Many of the newest phones are equipped with global positioning chips, said Richard Enright, director of engineering for Verizon Wireless in New England. "They allow the system to find you within 50 feet."
Bailey says cellular callers will continue to need to know where they are when they call 911. Even if their telephone has the latest technology, she said, "there are going to be reasons why we won't get good location information. Wireless technology is a radio. It is subject to all the limitations of radio signals."
Cellular benefits
Wireless telephones have provided their owners with a fast link to the 911 system, no matter where they are.

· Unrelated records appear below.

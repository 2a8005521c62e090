//! Directory store abstraction
//!
//! The engine never speaks the wire protocol itself. Everything it needs
//! from the directory goes through [`DirectoryStore`]: escaped-filter
//! subtree search with paging, and single-record get/add/modify/rename/
//! delete/bind. Two implementations ship with the crate: [`ldap::LdapStore`]
//! over the `ldap3` client, and [`memory::MemoryStore`] used by the
//! integration tests.

pub mod dit;
pub mod external;
pub mod filter;
pub mod ldap;
pub mod memory;
pub mod schema;

pub use dit::Dit;
pub use external::{ExternalDirectory, LdapExternalDirectory};
pub use filter::Filter;
pub use ldap::LdapStore;
pub use memory::MemoryStore;
pub use schema::{AttrSchema, StaticSchema};

use crate::domain::AttrMap;
use crate::error::Result;
use async_trait::async_trait;

/// A raw directory record: distinguished name plus attributes
#[derive(Debug, Clone, PartialEq)]
pub struct DirEntry {
    pub dn: String,
    pub attrs: AttrMap,
}

/// Search scope relative to the base DN
#[derive(Debug, Clone, Copy, PartialEq, Eq)]
pub enum SearchScope {
    Base,
    OneLevel,
    Subtree,
}

/// Search tuning: result cap, paging, and replica selection
#[derive(Debug, Clone, Default)]
pub struct SearchOptions {
    /// Maximum entries to return; 0 means unlimited
    pub size_limit: usize,
    /// Native page size; 0 disables paging
    pub page_size: u32,
    /// Opaque paging cookie from a previous [`SearchPage`]
    pub cookie: Option<String>,
    /// Route the operation to the master rather than a replica
    pub read_from_master: bool,
}

impl SearchOptions {
    pub fn master() -> Self {
        Self {
            read_from_master: true,
            ..Default::default()
        }
    }

    pub fn limited(size_limit: usize) -> Self {
        Self {
            size_limit,
            ..Default::default()
        }
    }
}

/// One page of search results. `cookie` is `Some` while more pages remain.
#[derive(Debug, Clone, Default)]
pub struct SearchPage {
    pub entries: Vec<DirEntry>,
    pub cookie: Option<String>,
    /// True when the server truncated the result at the size limit
    pub truncated: bool,
}

/// A single attribute mutation within a modify operation
#[derive(Debug, Clone, PartialEq)]
pub enum Modification {
    /// Replace all values of the attribute (empty clears it)
    Replace(String, Vec<String>),
    /// Add values, keeping existing ones
    Add(String, Vec<String>),
    /// Delete specific values
    DeleteValues(String, Vec<String>),
    /// Delete the attribute entirely
    DeleteAttr(String),
}

impl Modification {
    pub fn attr_name(&self) -> &str {
        match self {
            Modification::Replace(name, _)
            | Modification::Add(name, _)
            | Modification::DeleteValues(name, _)
            | Modification::DeleteAttr(name) => name,
        }
    }
}

/// The directory client collaborator.
///
/// Every operation is synchronous from the caller's point of view and is
/// never retried at this layer; transient failures surface as
/// `AppError::Directory`.
#[cfg_attr(test, mockall::automock)]
#[async_trait]
pub trait DirectoryStore: Send + Sync {
    /// Escaped-filter search under `base`
    async fn search(
        &self,
        base: &str,
        scope: SearchScope,
        filter: &Filter,
        opts: &SearchOptions,
    ) -> Result<SearchPage>;

    /// Fetch a single record by DN
    async fn get_by_dn(&self, dn: &str) -> Result<Option<DirEntry>>;

    /// Create a record; `AlreadyExists` if the DN is taken
    async fn add(&self, dn: &str, attrs: AttrMap) -> Result<()>;

    /// Apply attribute mutations to a record
    async fn modify(&self, dn: &str, mods: Vec<Modification>) -> Result<()>;

    /// Move a record to a new DN
    async fn rename(&self, dn: &str, new_dn: &str) -> Result<()>;

    /// Delete a record; children must be gone first
    async fn delete(&self, dn: &str) -> Result<()>;

    /// Verify credentials by binding as `dn`.
    ///
    /// `Ok(true)` means verified, `Ok(false)` means the directory rejected
    /// the credential, `Err` means the bind could not be executed at all.
    /// Callers use the distinction for the internal-fallback decision.
    async fn bind(&self, dn: &str, password: &str) -> Result<bool>;
}

/// DN helpers shared by the stores and the rename orchestrator
pub mod dn {
    /// Escape a value for use inside a DN component (RFC 4514)
    pub fn escape_rdn_value(value: &str) -> String {
        let mut out = String::with_capacity(value.len());
        for (i, c) in value.chars().enumerate() {
            match c {
                ',' | '+' | '"' | '\\' | '<' | '>' | ';' | '=' => {
                    out.push('\\');
                    out.push(c);
                }
                '#' | ' ' if i == 0 => {
                    out.push('\\');
                    out.push(c);
                }
                _ => out.push(c),
            }
        }
        if out.ends_with(' ') {
            out.insert(out.len() - 1, '\\');
        }
        out
    }

    /// Parent of a DN, or None at the root
    pub fn parent(dn: &str) -> Option<&str> {
        split_unescaped(dn).map(|(_, parent)| parent)
    }

    /// Leading RDN of a DN
    pub fn rdn(dn: &str) -> &str {
        split_unescaped(dn).map(|(rdn, _)| rdn).unwrap_or(dn)
    }

    /// True if `dn` sits anywhere under `base` (exclusive)
    pub fn is_under(dn: &str, base: &str) -> bool {
        let dn = dn.to_lowercase();
        let base = base.to_lowercase();
        dn.len() > base.len() && dn.ends_with(&base) && dn.as_bytes()[dn.len() - base.len() - 1] == b','
    }

    /// True if `dn` is a direct child of `base`
    pub fn is_child_of(dn: &str, base: &str) -> bool {
        is_under(dn, base) && parent(dn).is_some_and(|p| p.eq_ignore_ascii_case(base))
    }

    fn split_unescaped(dn: &str) -> Option<(&str, &str)> {
        let bytes = dn.as_bytes();
        let mut i = 0;
        while i < bytes.len() {
            match bytes[i] {
                b'\\' => i += 2,
                b',' => return Some((&dn[..i], &dn[i + 1..])),
                _ => i += 1,
            }
        }
        None
    }
}

#[cfg(test)]
mod tests {
    use super::dn;

    #[test]
    fn test_rdn_and_parent() {
        let full = "uid=user,ou=people,dc=example,dc=com";
        assert_eq!(dn::rdn(full), "uid=user");
        assert_eq!(dn::parent(full), Some("ou=people,dc=example,dc=com"));
    }

    #[test]
    fn test_escaped_comma_not_a_separator() {
        let full = "cn=Last\\, First,ou=people,dc=example,dc=com";
        assert_eq!(dn::rdn(full), "cn=Last\\, First");
        assert_eq!(dn::parent(full), Some("ou=people,dc=example,dc=com"));
    }

    #[test]
    fn test_is_under() {
        assert!(dn::is_under(
            "uid=user,ou=people,dc=example,dc=com",
            "dc=example,dc=com"
        ));
        assert!(!dn::is_under("dc=example,dc=com", "dc=example,dc=com"));
        assert!(!dn::is_under(
            "uid=user,dc=badexample,dc=com",
            "dc=example,dc=com"
        ));
    }

    #[test]
    fn test_is_child_of() {
        assert!(dn::is_child_of(
            "uid=user,ou=people,dc=example,dc=com",
            "ou=people,dc=example,dc=com"
        ));
        assert!(!dn::is_child_of(
            "uid=user,ou=people,dc=example,dc=com",
            "dc=example,dc=com"
        ));
    }

    #[test]
    fn test_escape_rdn_value() {
        assert_eq!(dn::escape_rdn_value("a,b=c"), "a\\,b\\=c");
        assert_eq!(dn::escape_rdn_value("#leading"), "\\#leading");
    }
}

Sheriff Marcoux said cell phones allow emergency responders to move much more quickly in cases of missing hikers and skiers. "We don't have to wait three to four hours to see that they are lost," he said. "These people are calling when they feel they are lost."
Motorists with cellular phones have also become the eyes for emergency services on back roads and state highways -- but there's a downside.
On one of last week's inclement afternoons, motorists used cellular phones to pepper the Williston call center with reports of car crashes. Cucinelli handled several calls about vehicles in the median of Interstate 91 near Springfield. She tried to sort out whether people were reporting the same or different crashes. It was a challenge.
Brent, in South Burlington, said some emergency responders are called to the same scenes three and four times because of repeated reports from good Samaritan motorists. He and others have talked about using yellow caution tape to wrap up checked-out vehicles "like a Christmas present."
"We are trying to do something that makes it extremely obvious," he said, "that it is a car that has been checked."
New horizons
Bailey said people often ask her what is left to do, now that the E-911 system is up and running.
"As long as people are continuing to build new structures, as long as technology is developing, there's work left to be done," she said.
Even after five years, some communities have yet to complete matches between addresses and telephone numbers. Where development is brisk, local officials struggle to keep up.
The E-911 board's annual report identified the continuing challenge of phone networks at businesses, schools and resorts. These often fail to provide any information about a call's origin on a campus.
Bailey said the next challenge is to make sure the 911 system links with telecommunications systems in people's computers. She's confident of success.
"We built the system with the future in mind," she said.